A nominal fee of USD 70 is charged for most health services in the public sector, while sexual reproductive health services and antiretroviral therapy services are free.

Public health facilities are mainly in Gabarone. Outside the capital, medical provisions are of a lower standard and resources are limited across the country.

Expats should carry identification and proof of medical insurance to avoid being taken to a public facility in an emergency.

Private healthcare in Botswana

To ensure access to the best quality of care and medical treatment in Botswana, expats should invest in a good health plan.

Doctors in private hospitals in Botswana are generally locals educated elsewhere, returning to their home country to practise medicine. In addition to the network of health facilities in Botswana, there are over 800 mobile services to populations in remote areas or those outside the 8km (4.9 miles) radius of a health facility.

Private healthcare in Botswana is expensive so an adequate health insurance policy is recommended to pay for the cost of treatments.

Health insurance for Botswana

If expats travel outside of Botswana regularly or will be returning home, it’s a good idea to purchase an international health plan, which will cover them wherever they go.

Expats in Botswana should ensure their health plan covers medical evacuation. If their employer provides medical cover, they should also evaluate whether it is comprehensive enough to provide for their specific needs.
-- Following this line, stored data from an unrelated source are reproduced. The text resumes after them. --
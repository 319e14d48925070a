//! Builder pattern for configuring dispatcher instances.
//!
//! [`DispatcherConfig`] carries the pagination defaults, the default delete
//! reason and the URL settings used for location hints and paging links.
//! [`DispatcherBuilder`] collects the configuration and the resource
//! registrations, validating both before a dispatcher is created.

use crate::dispatcher::Dispatcher;
use crate::error::{DispatchError, DispatchResult};
use crate::registry::{ResourceRegistry, SearchHandler, SearchHandlerConfig, SharedRegistry};
use crate::resource::ResourceHandler;
use serde::{Deserialize, Serialize};
use std::sync::Arc;

/// Dispatcher configuration.
///
/// Deserializable so embedders can load it alongside their own settings.
#[derive(Debug, Clone, PartialEq, Eq, Serialize, Deserialize)]
#[serde(default, rename_all = "camelCase")]
pub struct DispatcherConfig {
    /// Base URL of the REST API, without version or resource segments.
    /// Example: "http://localhost:8080/openmrs/ws/rest"
    pub base_url: String,

    /// API version segment used in generated URLs. Defaults to "v1".
    pub api_version: String,

    /// Page size when the request has no `limit` parameter
    pub default_limit: usize,

    /// Upper bound applied to any requested `limit`
    pub max_limit: usize,

    /// Audit reason passed to soft deletes when the caller gives none
    pub default_delete_reason: String,
}

impl DispatcherConfig {
    pub const DEFAULT_LIMIT: usize = 50;
    pub const MAX_LIMIT: usize = 1000;
    pub const DEFAULT_DELETE_REASON: &'static str = "web service call";

    /// URL of a resource collection, or of one entity when `id` is given.
    pub fn resource_url(&self, resource: &str, id: Option<&str>) -> String {
        let base = self.base_url.trim_end_matches('/');
        match id {
            Some(id) => format!("{}/{}/{}/{}", base, self.api_version, resource, id),
            None => format!("{}/{}/{}", base, self.api_version, resource),
        }
    }

    /// Path prefix under which resources are addressed, e.g. `/ws/rest/v1`.
    pub fn path_prefix(&self) -> String {
        let without_scheme = self
            .base_url
            .split_once("://")
            .map(|(_, rest)| rest)
            .unwrap_or(&self.base_url);
        let path = without_scheme
            .find('/')
            .map(|index| &without_scheme[index..])
            .unwrap_or("");
        format!("{}/{}", path.trim_end_matches('/'), self.api_version)
    }

    /// Validate the configuration.
    pub fn validate(&self) -> DispatchResult<()> {
        if self.base_url.is_empty() {
            return Err(DispatchError::configuration("Base URL cannot be empty"));
        }

        if !self.base_url.starts_with("http://") && !self.base_url.starts_with("https://") {
            return Err(DispatchError::configuration(
                "Base URL must start with http:// or https://",
            ));
        }

        if self.api_version.is_empty() {
            return Err(DispatchError::configuration("API version cannot be empty"));
        }

        if self.default_limit == 0 {
            return Err(DispatchError::configuration("Default limit must be at least 1"));
        }

        if self.default_limit > self.max_limit {
            return Err(DispatchError::configuration(format!(
                "Default limit {} exceeds maximum limit {}",
                self.default_limit, self.max_limit
            )));
        }

        Ok(())
    }
}

impl Default for DispatcherConfig {
    fn default() -> Self {
        Self {
            base_url: "http://localhost:8080/openmrs/ws/rest".to_string(),
            api_version: "v1".to_string(),
            default_limit: Self::DEFAULT_LIMIT,
            max_limit: Self::MAX_LIMIT,
            default_delete_reason: Self::DEFAULT_DELETE_REASON.to_string(),
        }
    }
}

/// Builder for configuring and creating dispatchers.
///
/// # Examples
///
/// ```rust
/// use rest_dispatcher::DispatcherBuilder;
/// use rest_dispatcher::providers::InMemoryResource;
/// use std::sync::Arc;
///
/// # fn main() -> Result<(), rest_dispatcher::DispatchError> {
/// let dispatcher = DispatcherBuilder::new()
///     .with_base_url("https://emr.example.org/ws/rest")
///     .with_default_limit(25)
///     .register("patient", Arc::new(InMemoryResource::new("patient")))?
///     .build()?;
///
/// assert_eq!(dispatcher.config().default_limit, 25);
/// # Ok(())
/// # }
/// ```
#[derive(Debug, Default)]
pub struct DispatcherBuilder {
    config: DispatcherConfig,
    registry: ResourceRegistry,
}

impl DispatcherBuilder {
    /// Start with the default configuration and an empty registry.
    pub fn new() -> Self {
        Self::default()
    }

    /// Start from an already populated registry.
    pub fn with_registry(mut self, registry: ResourceRegistry) -> Self {
        self.registry = registry;
        self
    }

    pub fn with_config(mut self, config: DispatcherConfig) -> Self {
        self.config = config;
        self
    }

    pub fn with_base_url(mut self, base_url: impl Into<String>) -> Self {
        self.config.base_url = base_url.into();
        self
    }

    pub fn with_api_version(mut self, version: impl Into<String>) -> Self {
        self.config.api_version = version.into();
        self
    }

    pub fn with_default_limit(mut self, limit: usize) -> Self {
        self.config.default_limit = limit;
        self
    }

    pub fn with_max_limit(mut self, limit: usize) -> Self {
        self.config.max_limit = limit;
        self
    }

    pub fn with_default_delete_reason(mut self, reason: impl Into<String>) -> Self {
        self.config.default_delete_reason = reason.into();
        self
    }

    /// Register a resource handler.
    ///
    /// # Errors
    ///
    /// Returns [`DispatchError::Configuration`] on a duplicate or invalid name.
    pub fn register(
        mut self,
        resource: &str,
        handler: Arc<dyn ResourceHandler>,
    ) -> DispatchResult<Self> {
        self.registry.register(resource, handler)?;
        Ok(self)
    }

    /// Register a specialized search handler.
    ///
    /// # Errors
    ///
    /// Returns [`DispatchError::Configuration`] on an ambiguous parameter set.
    pub fn register_search_handler(
        mut self,
        resource: &str,
        config: SearchHandlerConfig,
        handler: Arc<dyn SearchHandler>,
    ) -> DispatchResult<Self> {
        self.registry
            .register_search_handler(resource, config, handler)?;
        Ok(self)
    }

    /// Build the dispatcher.
    ///
    /// # Errors
    ///
    /// Returns [`DispatchError::Configuration`] if the configuration or the
    /// registry is invalid; a misconfigured dispatcher is never created.
    pub fn build(self) -> DispatchResult<Dispatcher> {
        self.config.validate()?;
        let registry = SharedRegistry::new(self.registry)?;
        Ok(Dispatcher::with_config(Arc::new(registry), self.config))
    }
}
Health hazards in Botswana

Expats moving to Botswana should be fully vaccinated for the following diseases before they arrive: hepatitis A, typhoid, hepatitis B, rabies and yellow fever.

Expats will need to take malaria prevention if they will be in the districts of Central, Chobe, Ghanzi, Northeast, and Northwest. There is no risk in the cities of Francistown and Gaborone. Transmission occurs mainly from November to June.

Expats should also avoid drinking tap water.